Trust-on-arrival sector

Buyers verify your uptime story
before they verify your specs.

Managed hosting providers, infrastructure-as-a-service, dedicated hardware shops. Visitors arrive after a competitor’s outage, a billing surprise, or a panicked email from their devops team — they’re hunting reasons to trust you, fast.

99.95%

The uptime number we see claimed most often on hosting marketing sites. The corresponding SLA actually delivers ~99.92% once you read the fine print, which works out to roughly seven hours of downtime a year. The gap between the marketing claim and the credit-eligible number is one of the first things technical buyers check.

Hosting buyers are not browsers. They’re investigating you because someone on their team has been burnt — by outages they couldn’t get answers on, by support tickets that took eleven days, by an invoice that doubled overnight after “auto-scaling.” By the time they land on your site they have a small mental checklist and they will close the tab the moment any item fails. The site’s job is to tick every item inside roughly ninety seconds.

The mental checklist

In rough order, based on what we’ve watched five different infrastructure teams do during evaluation calls in 2025:

  • A working status page on a separate subdomain (status.your-domain.com). If it’s a static image on the homepage, item one fails.
  • The actual SLA document, downloadable as a PDF, with the credit terms readable to a non-lawyer.
  • Pricing for the configurations they need — not just “Contact Sales.” Hosting buyers know what they want; gating pricing reads as overpriced by default.
  • Some kind of post-mortem culture — a blog post or two analysing past incidents. Not having one is bad; pretending you’ve never had one is worse.
  • A datacentre map (or at least a region list) with the names of the providers behind them. We’ve seen Indian hosting clients lose enterprise deals because they wouldn’t say which Tier 4 they were colocating in.

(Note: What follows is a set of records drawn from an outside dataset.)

// SPDX-License-Identifier: MIT
// Copyright 2026 Roland Dreier <roland@rolandd.dev>

//! Requester identification middleware.
//!
//! Identity is taken from the `X-User-Id` header without verification.
//! Handlers use it to decide who is acting (mentor or mentee), not to
//! authenticate anyone.

use crate::error::AppError;
use axum::{extract::Request, middleware::Next, response::Response};

/// Header carrying the acting user's id.
pub const USER_ID_HEADER: &str = "x-user-id";

/// User on whose behalf a request acts.
#[derive(Debug, Clone)]
pub struct Requester {
    pub user_id: String,
}

/// Middleware that requires an `X-User-Id` header on mutating routes.
pub async fn require_requester(mut request: Request, next: Next) -> Result<Response, AppError> {
    let user_id = request
        .headers()
        .get(USER_ID_HEADER)
        .and_then(|h| h.to_str().ok())
        .map(str::trim)
        .filter(|id| !id.is_empty())
        .ok_or(AppError::Unauthorized)?
        .to_string();

    request.extensions_mut().insert(Requester { user_id });

    Ok(next.run(request).await)
}

#[cfg(test)]
mod tests {
    use super::*;
    use axum::body::Body;
    use axum::http::StatusCode;
    use axum::{routing::post, Extension, Router};
    use tower::ServiceExt; // for oneshot

    fn app() -> Router {
        Router::new()
            .route(
                "/",
                post(|Extension(who): Extension<Requester>| async move { who.user_id }),
            )
            .layer(axum::middleware::from_fn(require_requester))
    }

    #[tokio::test]
    async fn test_missing_header_is_unauthorized() {
        let response = app()
            .oneshot(
                Request::builder()
                    .method("POST")
                    .uri("/")
                    .body(Body::empty())
                    .unwrap(),
            )
            .await
            .unwrap();

        assert_eq!(response.status(), StatusCode::UNAUTHORIZED);
    }

    #[tokio::test]
    async fn test_blank_header_is_unauthorized() {
        let response = app()
            .oneshot(
                Request::builder()
                    .method("POST")
                    .uri("/")
                    .header("X-User-Id", "   ")
                    .body(Body::empty())
                    .unwrap(),
            )
            .await
            .unwrap();

        assert_eq!(response.status(), StatusCode::UNAUTHORIZED);
    }

    #[tokio::test]
    async fn test_header_becomes_requester() {
        let response = app()
            .oneshot(
                Request::builder()
                    .method("POST")
                    .uri("/")
                    .header("X-User-Id", "u1")
                    .body(Body::empty())
                    .unwrap(),
            )
            .await
            .unwrap();

        assert_eq!(response.status(), StatusCode::OK);
        let body = axum::body::to_bytes(response.into_body(), 1024).await.unwrap();
        assert_eq!(&body[..], b"u1");
    }
}
use crate::spectrograph_ctl::EventSink;
use crate::spectrograph_ctl::Request;
use crate::spectrograph_types::PortStatusMap;

use anyhow::Context;
use anyhow::Result;
use log::debug;
use redis::streams::StreamReadOptions;
use redis::streams::StreamReadReply;
use redis::Commands;
use redis::Connection;
use redis::FromRedisValue;
use redis::RedisError;
use redis::Value;
use std::collections::HashMap;
use thiserror::Error;

pub const SET_OBS_TYPE: &str = "set_obs_type";
pub const PREPARE_OBSERVATION: &str = "prepare_observation";
pub const UPDATE_STATUS: &str = "update_status";
pub const SPECTROGRAPH_CHANGED_PORTS: &str = "spectrograph_changed_ports";

#[derive(Debug, Error)]
#[error("Failed to convert entry '{entry_id}' of stream '{stream_key}': {message}")]
pub struct ConversionError {
    stream_key: String,
    entry_id: String,
    message: String,
    #[source]
    source: Option<RedisError>,
}

impl ConversionError {
    pub fn new<S1: Into<String>, S2: Into<String>, S3: Into<String>>(
        stream_key: S1,
        entry_id: S2,
        message: S3,
    ) -> Self {
        Self {
            stream_key: stream_key.into(),
            entry_id: entry_id.into(),
            message: message.into(),
            source: None,
        }
    }

    pub fn from_redis_error<S1: Into<String>, S2: Into<String>>(
        stream_key: S1,
        entry_id: S2,
        source: RedisError,
    ) -> Self {
        Self {
            stream_key: stream_key.into(),
            entry_id: entry_id.into(),
            message: format!("{}", source),
            source: Some(source),
        }
    }
}

#[derive(Debug, Error)]
pub enum DispatchRequestsError {
    #[error(transparent)]
    ConversionError(#[from] ConversionError),

    #[error(transparent)]
    RedisError(#[from] RedisError),

    #[error(transparent)]
    RequestHandlerError(#[from] anyhow::Error),
}

/// Reads requests from `stream_key` forever and hands every batch, in stream
/// order, to `request_handler`. The id of the last handled entry is kept
/// under `last_entry_id_key` so a restart continues where it stopped.
pub fn dispatch_requests<E, H>(
    redis: &mut Connection,
    stream_key: &str,
    last_entry_id_key: &str,
    block_ms: usize,
    conversion_error_handler: E,
    request_handler: &mut H,
) -> Result<(), DispatchRequestsError>
where
    E: Fn(ConversionError) -> Option<ConversionError>,
    H: FnMut(Vec<Request>) -> Result<()>,
{
    loop {
        let last_entry_id = redis
            .get::<&str, Option<String>>(last_entry_id_key)?
            .unwrap_or_else(|| String::from("$"));

        let xread_result = xread_requests(
            redis,
            stream_key,
            &last_entry_id,
            block_ms,
            &conversion_error_handler,
        )?;

        let (last_entry_id, requests) = match xread_result {
            Some(xread_result) => xread_result,
            None => continue,
        };

        if !requests.is_empty() {
            request_handler(requests)?;
        }

        redis.set::<&str, String, ()>(last_entry_id_key, last_entry_id)?;
    }
}

fn xread_requests<E>(
    redis: &mut Connection,
    stream_key: &str,
    last_entry_id: &str,
    block_ms: usize,
    conversion_error_handler: E,
) -> Result<Option<(String, Vec<Request>)>, DispatchRequestsError>
where
    E: Fn(ConversionError) -> Option<ConversionError>,
{
    let opts = StreamReadOptions::default().block(block_ms);
    let reply: Option<StreamReadReply> =
        redis.xread_options(&[stream_key], &[last_entry_id], &opts)?;

    let reply = match reply {
        Some(reply) => reply,
        None => return Ok(None),
    };

    for stream in reply.keys {
        let mut requests = Vec::new();
        let mut entry_id = String::from(last_entry_id);
        for entry in stream.ids {
            entry_id = entry.id;
            match from_redis(&stream.key, &entry_id, &entry.map) {
                Ok(request) => requests.push(request),
                Err(e) => {
                    if let Some(e) = conversion_error_handler(e) {
                        return Err(DispatchRequestsError::ConversionError(e));
                    }
                    continue;
                }
            };
        }
        return Ok(Some((entry_id, requests)));
    }
    Ok(None)
}

/// Converts the fields of one stream entry into a [`Request`].
///
/// The mode name is passed on as is; whether it names a known observing mode
/// is up to the controller.
pub fn from_redis(
    stream_key: &str,
    entry_id: &str,
    fields: &HashMap<String, Value>,
) -> Result<Request, ConversionError> {
    let event = get_as_string(stream_key, entry_id, fields, "event")?;
    let mode = get_as_string(stream_key, entry_id, fields, "mode")?;

    match event.as_str() {
        SET_OBS_TYPE => Ok(Request::SetObsType { mode }),
        PREPARE_OBSERVATION => {
            let obs_instructions =
                get_as_string(stream_key, entry_id, fields, "obs_instructions")?;
            Ok(Request::PrepareObservation {
                mode,
                obs_instructions,
            })
        }
        unknown => Err(ConversionError::new(
            stream_key,
            entry_id,
            format!("Unknown event '{}'", unknown),
        )),
    }
}

fn get_as_string(
    stream_key: &str,
    entry_id: &str,
    fields: &HashMap<String, Value>,
    field: &str,
) -> Result<String, ConversionError> {
    let value = match fields.get(field) {
        Some(value) => value,
        None => {
            return Err(ConversionError::new(
                stream_key,
                entry_id,
                format!("Field '{}' is missing", field),
            ))
        }
    };
    let value = match String::from_redis_value(value) {
        Err(e) => return Err(ConversionError::from_redis_error(stream_key, entry_id, e)),
        Ok(value) => value,
    };
    Ok(value)
}

/// Field/value pairs of an `update_status` event.
pub fn status_fields(
    instrument_id: &str,
    status: &PortStatusMap,
) -> Result<Vec<(&'static str, String)>> {
    let payload = serde_json::to_string(status).context("Failed to encode port status")?;
    Ok(vec![
        ("event", UPDATE_STATUS.to_string()),
        ("instrument", instrument_id.to_string()),
        ("payload", payload),
    ])
}

/// Field/value pairs of a `spectrograph_changed_ports` event.
pub fn changed_ports_fields(
    instrument_id: &str,
    obs_instructions: &str,
) -> Vec<(&'static str, String)> {
    vec![
        ("event", SPECTROGRAPH_CHANGED_PORTS.to_string()),
        ("instrument", instrument_id.to_string()),
        ("payload", obs_instructions.to_string()),
    ]
}

/// Publishes controller events to a redis stream.
pub struct RedisEventSink {
    redis: Connection,
    stream_key: String,
    instrument_id: String,
}

impl RedisEventSink {
    pub fn new<S1: Into<String>, S2: Into<String>>(
        redis: Connection,
        stream_key: S1,
        instrument_id: S2,
    ) -> Self {
        Self {
            redis,
            stream_key: stream_key.into(),
            instrument_id: instrument_id.into(),
        }
    }

    fn publish(&mut self, fields: &[(&'static str, String)]) -> Result<()> {
        let entry_id: String = self
            .redis
            .xadd(&self.stream_key, "*", fields)
            .with_context(|| format!("Failed to publish to stream '{}'", self.stream_key))?;
        debug!("Published {} to stream '{}'", entry_id, self.stream_key);
        Ok(())
    }
}

impl EventSink for RedisEventSink {
    fn update_status(&mut self, instrument_id: &str, status: &PortStatusMap) -> Result<()> {
        let fields = status_fields(instrument_id, status)?;
        self.publish(&fields)
    }

    fn changed_ports(&mut self, obs_instructions: &str) -> Result<()> {
        let fields = changed_ports_fields(&self.instrument_id, obs_instructions);
        self.publish(&fields)
    }
}
use serde::ser::SerializeMap;
use serde::Serialize;
use serde::Serializer;
use std::fmt::Display;
use std::fmt::Formatter;
use std::fmt::Result as FmtResult;
use std::str::FromStr;

use PortState::*;

/// Physical devices of the spectrograph, each wired to one relay.
#[derive(Copy, Clone, Debug, Hash, PartialEq, Eq, PartialOrd, Ord)]
pub enum Port {
    Mirror,
    Led,
    ThAr,
    Tung,
}

impl Port {
    /// Fixed order in which ports are commanded and reported.
    pub const ALL: [Port; 4] = [Port::Mirror, Port::Led, Port::ThAr, Port::Tung];

    pub fn relay(&self) -> u8 {
        match self {
            Port::Mirror => 1,
            Port::Led => 2,
            Port::ThAr => 3,
            Port::Tung => 4,
        }
    }

    pub fn name(&self) -> &'static str {
        match self {
            Port::Mirror => "Mirror",
            Port::Led => "LED",
            Port::ThAr => "ThAr",
            Port::Tung => "Tung",
        }
    }

    fn position(&self) -> usize {
        match self {
            Port::Mirror => 0,
            Port::Led => 1,
            Port::ThAr => 2,
            Port::Tung => 3,
        }
    }
}

impl Display for Port {
    fn fmt(&self, f: &mut Formatter<'_>) -> FmtResult {
        f.write_str(self.name())
    }
}

#[derive(Copy, Clone, Debug, Hash, PartialEq, Eq, PartialOrd, Ord, Serialize)]
pub enum PortState {
    On,
    Off,
}

/// Display color of a status.
#[derive(Copy, Clone, Debug, Hash, PartialEq, Eq, PartialOrd, Ord, Serialize)]
#[serde(rename_all = "lowercase")]
pub enum Severity {
    Warning,
    Success,
}

#[derive(Copy, Clone, Debug, Hash, PartialEq, Eq, Serialize)]
pub struct PortStatus {
    #[serde(rename = "value")]
    pub state: PortState,
    #[serde(rename = "color")]
    pub severity: Severity,
}

impl PortStatus {
    pub const ON: PortStatus = PortStatus {
        state: On,
        severity: Severity::Success,
    };

    pub const OFF: PortStatus = PortStatus {
        state: Off,
        severity: Severity::Warning,
    };

    pub fn is_on(&self) -> bool {
        self.state == On
    }
}

impl From<PortState> for PortStatus {
    fn from(state: PortState) -> Self {
        match state {
            On => PortStatus::ON,
            Off => PortStatus::OFF,
        }
    }
}

/// Status of all four ports. Serializes as a map keyed by port name in
/// [`Port::ALL`] order.
#[derive(Copy, Clone, Debug, Hash, PartialEq, Eq)]
pub struct PortStatusMap([PortStatus; 4]);

impl PortStatusMap {
    pub fn new(mirror: PortState, led: PortState, thar: PortState, tung: PortState) -> Self {
        PortStatusMap([mirror.into(), led.into(), thar.into(), tung.into()])
    }

    pub fn get(&self, port: Port) -> PortStatus {
        self.0[port.position()]
    }

    pub fn set(&mut self, port: Port, status: PortStatus) {
        self.0[port.position()] = status;
    }

    pub fn iter(&self) -> impl Iterator<Item = (Port, PortStatus)> + '_ {
        Port::ALL.iter().map(move |port| (*port, self.get(*port)))
    }
}

impl Default for PortStatusMap {
    fn default() -> Self {
        ObservingMode::Object.ports()
    }
}

impl Serialize for PortStatusMap {
    fn serialize<S: Serializer>(&self, serializer: S) -> Result<S::Ok, S::Error> {
        let mut map = serializer.serialize_map(Some(Port::ALL.len()))?;
        for (port, status) in self.iter() {
            map.serialize_entry(port.name(), &status)?;
        }
        map.end()
    }
}

#[derive(Copy, Clone, Debug, Hash, PartialEq, Eq, PartialOrd, Ord)]
pub enum ObservingMode {
    Object,
    Dark,
    Flat,
    ThAr,
}

impl ObservingMode {
    pub const ALL: [ObservingMode; 4] = [
        ObservingMode::Object,
        ObservingMode::Dark,
        ObservingMode::Flat,
        ObservingMode::ThAr,
    ];

    pub fn name(&self) -> &'static str {
        match self {
            ObservingMode::Object => "object",
            ObservingMode::Dark => "dark",
            ObservingMode::Flat => "flat",
            ObservingMode::ThAr => "thar",
        }
    }

    /// Target status of every port in this mode.
    pub fn ports(&self) -> PortStatusMap {
        match self {
            ObservingMode::Object => PortStatusMap::new(Off, Off, Off, Off),
            ObservingMode::Dark => PortStatusMap::new(On, Off, Off, Off),
            ObservingMode::Flat => PortStatusMap::new(On, On, Off, Off),
            ObservingMode::ThAr => PortStatusMap::new(On, Off, On, Off),
        }
    }
}

impl Display for ObservingMode {
    fn fmt(&self, f: &mut Formatter<'_>) -> FmtResult {
        f.write_str(self.name())
    }
}

#[derive(Clone, Debug, PartialEq, Eq)]
pub struct UnknownModeError(pub String);

impl FromStr for ObservingMode {
    type Err = UnknownModeError;

    fn from_str(s: &str) -> Result<Self, Self::Err> {
        match s {
            "object" => Ok(ObservingMode::Object),
            "dark" => Ok(ObservingMode::Dark),
            "flat" => Ok(ObservingMode::Flat),
            "thar" => Ok(ObservingMode::ThAr),
            unknown => Err(UnknownModeError(unknown.to_string())),
        }
    }
}
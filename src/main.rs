use k8056_spectrograph::config::Args;
use k8056_spectrograph::k8056::RelayDriver;
use k8056_spectrograph::k8056::SimulatedDriver;
use k8056_spectrograph::k8056::K8056;
use k8056_spectrograph::redis_gateway::dispatch_requests;
use k8056_spectrograph::redis_gateway::RedisEventSink;
use k8056_spectrograph::spectrograph_ctl::run_worker;
use k8056_spectrograph::spectrograph_ctl::Request;
use k8056_spectrograph::spectrograph_ctl::SpectrographControl;

use anyhow::Context;
use anyhow::Result;
use clap::Parser;
use log::info;
use log::warn;
use std::sync::mpsc;
use std::thread;

fn main() -> Result<()> {
    let args = Args::parse();

    stderrlog::new()
        .module(module_path!())
        .quiet(args.quiet)
        .verbosity(args.verbose as usize + 2)
        .timestamp(stderrlog::Timestamp::Second)
        .init()?;

    let driver: Box<dyn RelayDriver + Send> = match args.simulate {
        true => {
            info!("No relay card attached, running simulation");
            Box::new(SimulatedDriver::new())
        }
        false => Box::new(K8056::open(&args.device, args.driver_config())?),
    };

    let client = redis::Client::open(args.redis_url.as_str())?;
    let mut requests_con = client
        .get_connection()
        .context("Failed to connect to redis")?;
    let events_con = client
        .get_connection()
        .context("Failed to connect to redis")?;

    let sink = RedisEventSink::new(events_con, &args.event_stream, &args.instrument_id);
    let control = SpectrographControl::new(driver, sink, &args.instrument_id);

    let (sender, receiver) = mpsc::channel::<Request>();
    let worker = thread::Builder::new()
        .name("spectrograph".to_string())
        .spawn(move || run_worker(control, receiver))?;

    info!("Listening for requests on stream '{}'", args.request_stream);

    let result = dispatch_requests(
        &mut requests_con,
        &args.request_stream,
        &args.last_entry_id_key(),
        args.block_ms,
        |e| {
            warn!("{}", e);
            None
        },
        &mut |requests| {
            for request in requests {
                sender
                    .send(request)
                    .context("Spectrograph worker has stopped")?;
            }
            Ok(())
        },
    );

    drop(sender);
    if worker.join().is_err() {
        warn!("Spectrograph worker panicked");
    }

    Ok(result?)
}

Should we publish our incident history publicly?

Yes, with editorial control. The best status pages we’ve seen separate raw incidents (auto-logged from monitoring) from human-written post-mortems (curated, with root-cause analysis). BetterUptime and Statuspage.io both support this split. Buyers respect the honesty; what kills deals is incidents you appear to have hidden — they’ll find them via Twitter or Reddit either way, and learning about them off your own site is the worst possible framing.

Ritwik — who runs SEO for most of our hosting clients — has a small obsession with the page weight of pricing pages. Hosting sites are read by infrastructure people; infrastructure people notice if the pricing page is 4 MB and ships seventeen JS bundles. The implicit message of a slow site is that you don’t care about the thing you sell.